Hereditary tyrosinemia type 1 (HT1) is a genetic metabolic disease caused by the inability to break down tyrosine, an amino acid present in many meats, dairy products, fruits, and nuts. This disease can be fatal within the first few months of life and increases the risk of liver cancer. The current treatment involves a strict drug regimen and dietary restrictions. Many people are unable to maintain this regimen and require a liver transplant. Therefore, patients need a lasting cure for HT1.

Inventors developed a gene-editing method to restore tyrosine processing and cure HT1. The cure can be administered to patients with HT1 or to a fetus before birth. This method targets a non-mutated gene, making it universal for all patients regardless of their specific causal mutation. Additionally, the gene-editing method is highly specific to the target gene and the liver, minimizing off-target effects.

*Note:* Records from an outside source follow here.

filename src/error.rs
use thiserror::Error;

#[derive(Error, Debug)]
pub enum LeaderboardError {
    #[error("設定エラー: {0}")]
    Config(String),

    #[error("名簿ファイルが見つかりません: {0}。`leaderboard-ocr config --init` で設定を作成してください")]
    RosterNotFound(String),

    #[error("名簿が空です: {0}")]
    EmptyRoster(String),

    #[error("ファイルが見つかりません: {0}")]
    FileNotFound(String),

    #[error("フォルダが見つかりません: {0}")]
    FolderNotFound(String),

    #[error("OCRエラー ({engine}): {message}")]
    Ocr { engine: String, message: String },

    #[error("OCRエンジンが利用できません: {0}")]
    OcrUnavailable(String),

    #[error("キュー操作エラー: {0}")]
    Queue(String),

    #[error("JSON解析エラー: {0}")]
    Json(#[from] serde_json::Error),

    #[error("IOエラー: {0}")]
    Io(#[from] std::io::Error),

    #[error("HTTPエラー: {0}")]
    Http(#[from] reqwest::Error),

    #[error(transparent)]
    Common(#[from] leaderboard_common::Error),
}

impl LeaderboardError {
    pub fn ocr(engine: &str, message: impl Into<String>) -> Self {
        Self::Ocr {
            engine: engine.to_string(),
            message: message.into(),
        }
    }
}

pub type Result<T> = std::result::Result<T, LeaderboardError>;
//! パース → 照合 → 集計 → 整形 の一括処理
//!
//! キューの解析ループと対話セッションはどちらもここを通る。

use crate::aggregator::{reconcile, Leaderboard};
use crate::canonicalizer::Canonicalizer;
use crate::formatter::{render, ReportOptions};
use crate::parser::parse_batch;
use log::{debug, warn};

/// 1バッチ分の処理結果
#[derive(Debug, Clone)]
pub struct Reconciliation {
    pub board: Leaderboard,
    pub report: String,
    /// パースで得た候補数（照合前）
    pub detections: usize,
    pub block_count: usize,
}

/// 照合器と整形オプションを束ねた処理器
#[derive(Debug, Clone)]
pub struct Reconciler {
    canonicalizer: Canonicalizer,
    options: ReportOptions,
}

impl Reconciler {
    pub fn new(canonicalizer: Canonicalizer, options: ReportOptions) -> Self {
        Self {
            canonicalizer,
            options,
        }
    }

    pub fn canonicalizer(&self) -> &Canonicalizer {
        &self.canonicalizer
    }

    pub fn options(&self) -> &ReportOptions {
        &self.options
    }

    /// OCRテキストのブロック列（1画像 = 1ブロック）からレポートを作る
    pub fn run<S: AsRef<str>>(&self, blocks: &[S]) -> Reconciliation {
        let batch = parse_batch(blocks);
        let board = reconcile(&batch.detections, batch.totals, &self.canonicalizer);

        debug!(
            "ブロック {}件 / 候補 {}件 / 採用 {}名 / 破棄 {}件",
            batch.block_count,
            batch.detections.len(),
            board.len(),
            board.dropped()
        );

        if let Some(diff) = board.unaccounted_damage() {
            if diff < 0 {
                warn!(
                    "プレイヤー合計が合計ダメージを {} 上回っています（誤読の可能性）",
                    -diff
                );
            }
        }

        let report = render(&board, &self.options);

        Reconciliation {
            board,
            report,
            detections: batch.detections.len(),
            block_count: batch.block_count,
        }
    }
}
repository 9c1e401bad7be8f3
pub mod config;
pub mod error;
pub mod telemetry;
pub mod workflows;
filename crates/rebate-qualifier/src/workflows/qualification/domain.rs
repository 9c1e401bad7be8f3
use chrono::{DateTime, Utc};
use rust_decimal::Decimal;
use serde::{Deserialize, Deserializer, Serialize};

/// Evaluation rule selected by a scenario.
///
/// Stored values outside the known set are kept verbatim so the engine can
/// report them instead of silently picking a rule.
#[derive(Debug, Clone, PartialEq, Eq, Hash, Serialize, Deserialize)]
#[serde(from = "String", into = "String")]
pub enum TestType {
    Yoy,
    MinQual,
    EarningsOnly,
    Unrecognized(String),
}

impl TestType {
    pub fn as_str(&self) -> &str {
        match self {
            TestType::Yoy => "yoy",
            TestType::MinQual => "minQual",
            TestType::EarningsOnly => "earningsOnly",
            TestType::Unrecognized(raw) => raw,
        }
    }

    pub fn label(&self) -> &str {
        match self {
            TestType::Yoy => "Year over Year",
            TestType::MinQual => "Min Qualification + Earnings",
            TestType::EarningsOnly => "Earnings Only",
            TestType::Unrecognized(_) => "Unrecognized",
        }
    }
}

impl From<String> for TestType {
    fn from(value: String) -> Self {
        match value.as_str() {
            "yoy" => TestType::Yoy,
            "minQual" => TestType::MinQual,
            "earningsOnly" => TestType::EarningsOnly,
            _ => TestType::Unrecognized(value),
        }
    }
}

impl From<TestType> for String {
    fn from(value: TestType) -> Self {
        match value {
            TestType::Unrecognized(raw) => raw,
            known => known.as_str().to_string(),
        }
    }
}

/// A named rule configuration together with the hypothetical tests run against it.
#[derive(Debug, Clone, PartialEq, Serialize, Deserialize)]
#[serde(rename_all = "camelCase")]
pub struct Scenario {
    #[serde(default, skip_serializing_if = "Option::is_none")]
    pub id: Option<String>,
    #[serde(default)]
    pub name: String,
    pub test_type: TestType,
    #[serde(default)]
    pub qualifying_skus: String,
    #[serde(default)]
    pub earning_skus: String,
    #[serde(default, deserialize_with = "lenient_text")]
    pub target_percent: String,
    #[serde(default = "default_prior_year_count")]
    pub num_prior_years: u8,
    #[serde(default)]
    pub prior_year_timeframes: Vec<PriorYearTimeframe>,
    #[serde(default)]
    pub current_year_timeframe: Timeframe,
    #[serde(default, deserialize_with = "lenient_text")]
    pub current_year_earning_rate: String,
    /// Captured for MinQual scenarios but not consulted by the rule.
    #[serde(default, deserialize_with = "lenient_text")]
    pub min_qualification_percent: String,
    #[serde(default, deserialize_with = "lenient_text")]
    pub earning_percent: String,
    #[serde(default)]
    pub tests: Vec<ScenarioTest>,
    #[serde(default = "first_test_number")]
    pub next_test_number: u32,
    #[serde(default, skip_serializing_if = "Option::is_none")]
    pub last_modified: Option<DateTime<Utc>>,
}

fn default_prior_year_count() -> u8 {
    1
}

fn first_test_number() -> u32 {
    1
}

/// Inclusive calendar window expressed as the raw date strings entered by the analyst.
#[derive(Debug, Clone, Default, PartialEq, Eq, Serialize, Deserialize)]
#[serde(rename_all = "camelCase")]
pub struct Timeframe {
    #[serde(default)]
    pub start_date: String,
    #[serde(default)]
    pub end_date: String,
}

#[derive(Debug, Clone, Default, PartialEq, Eq, Serialize, Deserialize)]
#[serde(rename_all = "camelCase")]
pub struct PriorYearTimeframe {
    #[serde(default)]
    pub label: String,
    #[serde(default)]
    pub start_date: String,
    #[serde(default)]
    pub end_date: String,
}

impl PriorYearTimeframe {
    pub fn numbered(position: usize) -> Self {
        Self {
            label: format!("Prior Year {position}"),
            start_date: String::new(),
            end_date: String::new(),
        }
    }
}

/// One hypothetical transaction set evaluated against the scenario rules.
#[derive(Debug, Clone, PartialEq, Serialize, Deserialize)]
#[serde(rename_all = "camelCase")]
pub struct ScenarioTest {
    pub id: String,
    #[serde(default)]
    pub label: String,
    #[serde(default)]
    pub transactions: Vec<Transaction>,
    /// Snapshot of the last evaluation. Cleared by every transaction edit.
    #[serde(default)]
    pub results: Option<TestResult>,
}

#[derive(Debug, Clone, Default, PartialEq, Eq, Serialize, Deserialize)]
#[serde(rename_all = "camelCase")]
pub struct Transaction {
    #[serde(default)]
    pub id: String,
    #[serde(default)]
    pub date: String,
    #[serde(default)]
    pub sku: String,
    #[serde(default, deserialize_with = "lenient_text")]
    pub quantity: String,
    #[serde(default, deserialize_with = "lenient_text")]
    pub price: String,
    /// `quantity * price` rounded to cents at the time of the last edit.
    #[serde(default, deserialize_with = "lenient_text")]
    pub total: String,
}

/// Verdict and payout produced by the engine.
#[derive(Debug, Clone, PartialEq, Serialize, Deserialize)]
#[serde(rename_all = "camelCase")]
pub struct TestResult {
    pub qualified: bool,
    #[serde(with = "rust_decimal::serde::arbitrary_precision")]
    pub earnings: Decimal,
    pub details: ResultDetails,
}

/// Rule-specific breakdown for display. Not authoritative for the verdict.
#[derive(Debug, Clone, Default, PartialEq, Serialize, Deserialize)]
#[serde(rename_all = "camelCase")]
pub struct ResultDetails {
    #[serde(default, skip_serializing_if = "Option::is_none")]
    pub year_totals: Option<Vec<YearTotal>>,
    #[serde(
        default,
        skip_serializing_if = "Option::is_none",
        with = "rust_decimal::serde::arbitrary_precision_option"
    )]
    pub achieved_percent: Option<Decimal>,
    #[serde(default)]
    pub qualifying_transactions: usize,
    #[serde(default)]
    pub earning_transactions: usize,
}

#[derive(Debug, Clone, PartialEq, Serialize, Deserialize)]
pub struct YearTotal {
    pub label: String,
    #[serde(with = "rust_decimal::serde::arbitrary_precision")]
    pub total: Decimal,
}

/// Accepts a string, a bare JSON number, or null for fields the editor keeps as text.
fn lenient_text<'de, D>(deserializer: D) -> Result<String, D::Error>
where
    D: Deserializer<'de>,
{
    match Option::<serde_json::Value>::deserialize(deserializer)? {
        None | Some(serde_json::Value::Null) => Ok(String::new()),
        Some(serde_json::Value::String(text)) => Ok(text),
        Some(serde_json::Value::Number(number)) => Ok(number.to_string()),
        Some(other) => Err(serde::de::Error::custom(format!(
            "expected text or a number, found {other}"
        ))),
    }
}
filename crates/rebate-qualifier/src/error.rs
use crate::config::ConfigError;
use crate::telemetry::TelemetryError;
use crate::workflows::import::TransactionImportError;
use crate::workflows::qualification::{
    ConfigurationError, EditError, ScenarioServiceError, StoreError,
};
use std::fmt;

#[derive(Debug)]
pub enum AppError {
    Config(ConfigError),
    Telemetry(TelemetryError),
    Io(std::io::Error),
    Json(serde_json::Error),
    Store(StoreError),
    Scenario(ScenarioServiceError),
    Import(TransactionImportError),
    Evaluation(ConfigurationError),
    Edit(EditError),
    Usage(String),
}

impl fmt::Display for AppError {
    fn fmt(&self, f: &mut fmt::Formatter<'_>) -> fmt::Result {
        match self {
            AppError::Config(err) => write!(f, "configuration error: {}", err),
            AppError::Telemetry(err) => write!(f, "telemetry error: {}", err),
            AppError::Io(err) => write!(f, "io error: {}", err),
            AppError::Json(err) => write!(f, "invalid scenario json: {}", err),
            AppError::Store(err) => write!(f, "store error: {}", err),
            AppError::Scenario(err) => write!(f, "scenario error: {}", err),
            AppError::Import(err) => write!(f, "import error: {}", err),
            AppError::Evaluation(err) => write!(f, "evaluation error: {}", err),
            AppError::Edit(err) => write!(f, "edit error: {}", err),
            AppError::Usage(message) => write!(f, "{}", message),
        }
    }
}

impl std::error::Error for AppError {
    fn source(&self) -> Option<&(dyn std::error::Error + 'static)> {
        match self {
            AppError::Config(err) => Some(err),
            AppError::Telemetry(err) => Some(err),
            AppError::Io(err) => Some(err),
            AppError::Json(err) => Some(err),
            AppError::Store(err) => Some(err),
            AppError::Scenario(err) => Some(err),
            AppError::Import(err) => Some(err),
            AppError::Evaluation(err) => Some(err),
            AppError::Edit(err) => Some(err),
            AppError::Usage(_) => None,
        }
    }
}

impl From<ConfigError> for AppError {
    fn from(value: ConfigError) -> Self {
        Self::Config(value)
    }
}

impl From<TelemetryError> for AppError {
    fn from(value: TelemetryError) -> Self {
        Self::Telemetry(value)
    }
}

impl From<std::io::Error> for AppError {
    fn from(value: std::io::Error) -> Self {
        Self::Io(value)
    }
}

impl From<serde_json::Error> for AppError {
    fn from(value: serde_json::Error) -> Self {
        Self::Json(value)
    }
}

impl From<StoreError> for AppError {
    fn from(value: StoreError) -> Self {
        Self::Store(value)
    }
}

impl From<ScenarioServiceError> for AppError {
    fn from(value: ScenarioServiceError) -> Self {
        Self::Scenario(value)
    }
}

impl From<TransactionImportError> for AppError {
    fn from(value: TransactionImportError) -> Self {
        Self::Import(value)
    }
}

impl From<ConfigurationError> for AppError {
    fn from(value: ConfigurationError) -> Self {
        Self::Evaluation(value)
    }
}

impl From<EditError> for AppError {
    fn from(value: EditError) -> Self {
        Self::Edit(value)
    }
}
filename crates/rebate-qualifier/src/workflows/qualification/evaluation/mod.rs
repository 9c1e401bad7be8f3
mod aggregate;
mod rules;

pub use aggregate::{count_matching, sum_totals};

use super::domain::{Scenario, ScenarioTest, TestResult, TestType};
use rules::RuleInputs;
use tracing::debug;

/// Raised when a scenario cannot be evaluated as configured.
#[derive(Debug, Clone, PartialEq, Eq, thiserror::Error)]
pub enum ConfigurationError {
    #[error("unrecognized test type '{0}'")]
    UnrecognizedTestType(String),
}

/// Evaluates one test's transactions against the scenario rules.
///
/// Pure: inputs are only read and every call builds a fresh result, so the
/// same pair always yields the same verdict and earnings.
pub fn evaluate(
    scenario: &Scenario,
    test: &ScenarioTest,
) -> Result<TestResult, ConfigurationError> {
    let inputs = RuleInputs::new(scenario, &test.transactions);

    let result = match &scenario.test_type {
        TestType::Yoy => rules::year_over_year(&inputs),
        TestType::MinQual => rules::minimum_qualification(&inputs),
        TestType::EarningsOnly => rules::earnings_only(&inputs),
        TestType::Unrecognized(raw) => {
            return Err(ConfigurationError::UnrecognizedTestType(raw.clone()))
        }
    };

    debug!(
        test_id = %test.id,
        test_type = scenario.test_type.as_str(),
        qualified = result.qualified,
        earnings = %result.earnings,
        "evaluated qualification test"
    );

    Ok(result)
}
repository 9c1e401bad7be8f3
use super::domain::Scenario;
use chrono::{DateTime, Utc};
use std::fs;
use std::io;
use std::path::{Path, PathBuf};

/// Indented JSON rendition of a scenario plus the file name it is saved under.
#[derive(Debug, Clone, PartialEq, Eq)]
pub struct ScenarioExport {
    pub file_name: String,
    pub body: String,
}

impl ScenarioExport {
    pub fn new(
        scenario: &Scenario,
        exported_at: DateTime<Utc>,
    ) -> Result<Self, serde_json::Error> {
        Ok(Self {
            file_name: export_file_name(&scenario.name, exported_at),
            body: serde_json::to_string_pretty(scenario)?,
        })
    }

    pub fn write_to(&self, dir: &Path) -> io::Result<PathBuf> {
        fs::create_dir_all(dir)?;
        let path = dir.join(&self.file_name);
        fs::write(&path, &self.body)?;
        Ok(path)
    }
}

/// `<name with whitespace runs as underscores>_<unix millis>.json`
pub fn export_file_name(name: &str, exported_at: DateTime<Utc>) -> String {
    let mut stem = String::with_capacity(name.len());
    let mut in_whitespace = false;
    for ch in name.chars() {
        if ch.is_whitespace() {
            if !in_whitespace {
                stem.push('_');
            }
            in_whitespace = true;
        } else {
            stem.push(ch);
            in_whitespace = false;
        }
    }
    format!("{stem}_{}.json", exported_at.timestamp_millis())
}
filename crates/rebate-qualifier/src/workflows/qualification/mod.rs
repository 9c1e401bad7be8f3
//! Qualification test scenarios: rule configuration, hypothetical transaction
//! sets, and the engine that turns them into a verdict and an earnings amount.
//!
//! The engine (`evaluate`) is pure. Everything around it (editing helpers,
//! the record store boundary, the scenario service, export) belongs to the
//! host side and never feeds state back into evaluation.

mod amounts;
pub mod domain;
mod editing;
pub mod evaluation;
mod export;
mod filters;
pub mod ids;
pub mod service;
pub mod store;

#[cfg(test)]
mod tests;

pub use amounts::{format_amount, line_total, parse_decimal, DEFAULT_TARGET_PERCENT};
pub use domain::{
    PriorYearTimeframe, ResultDetails, Scenario, ScenarioTest, TestResult, TestType, Timeframe,
    Transaction, YearTotal,
};
pub use editing::{EditError, TransactionField, MAX_PRIOR_YEARS, MIN_PRIOR_YEARS};
pub use evaluation::{count_matching, evaluate, sum_totals, ConfigurationError};
pub use export::{export_file_name, ScenarioExport};
pub use filters::{in_window, parse_calendar_date, DateWindow, Period, SkuSet};
pub use ids::{Clock, FixedClock, IdSource, SequentialIds, SystemClock, TimestampIds};
pub use service::{ScenarioService, ScenarioServiceError, ScenarioSummary};
pub use store::{FileRecordStore, InMemoryRecordStore, RecordStore, StoreError};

The inventors developed a gene-editing strategy to inhibit the function of 4-Hydroxyphenylpyruvate dioxygenase (HPD) that acts upstream of the HT1-mutated enzyme (FAH). This loss of HPD function shunts the tyrosine byproducts to an alternative pathway. Specifically, the inventors used an adenine-base editor and guide RNA that targets a splice site in HPD. They packaged the editor and guide RNA in lipid nanoparticles to enhance delivery to the liver. These lipid nanoparticles can be injected by a one-time IV infusion.

• One-time durable cure eliminates the need for lifelong drug treatment and dietary restrictions.
• Lipid-nanoparticle delivery increases on-target delivery to the liver (60-70% of alleles edited) rather than off-target organs (0-1.5% edited).
• Adenine base editing of a splice site has high on-target efficiency and low off-target editing: 60-70% of target alleles were edited, while none of the top 100 predicted off-target sites were edited.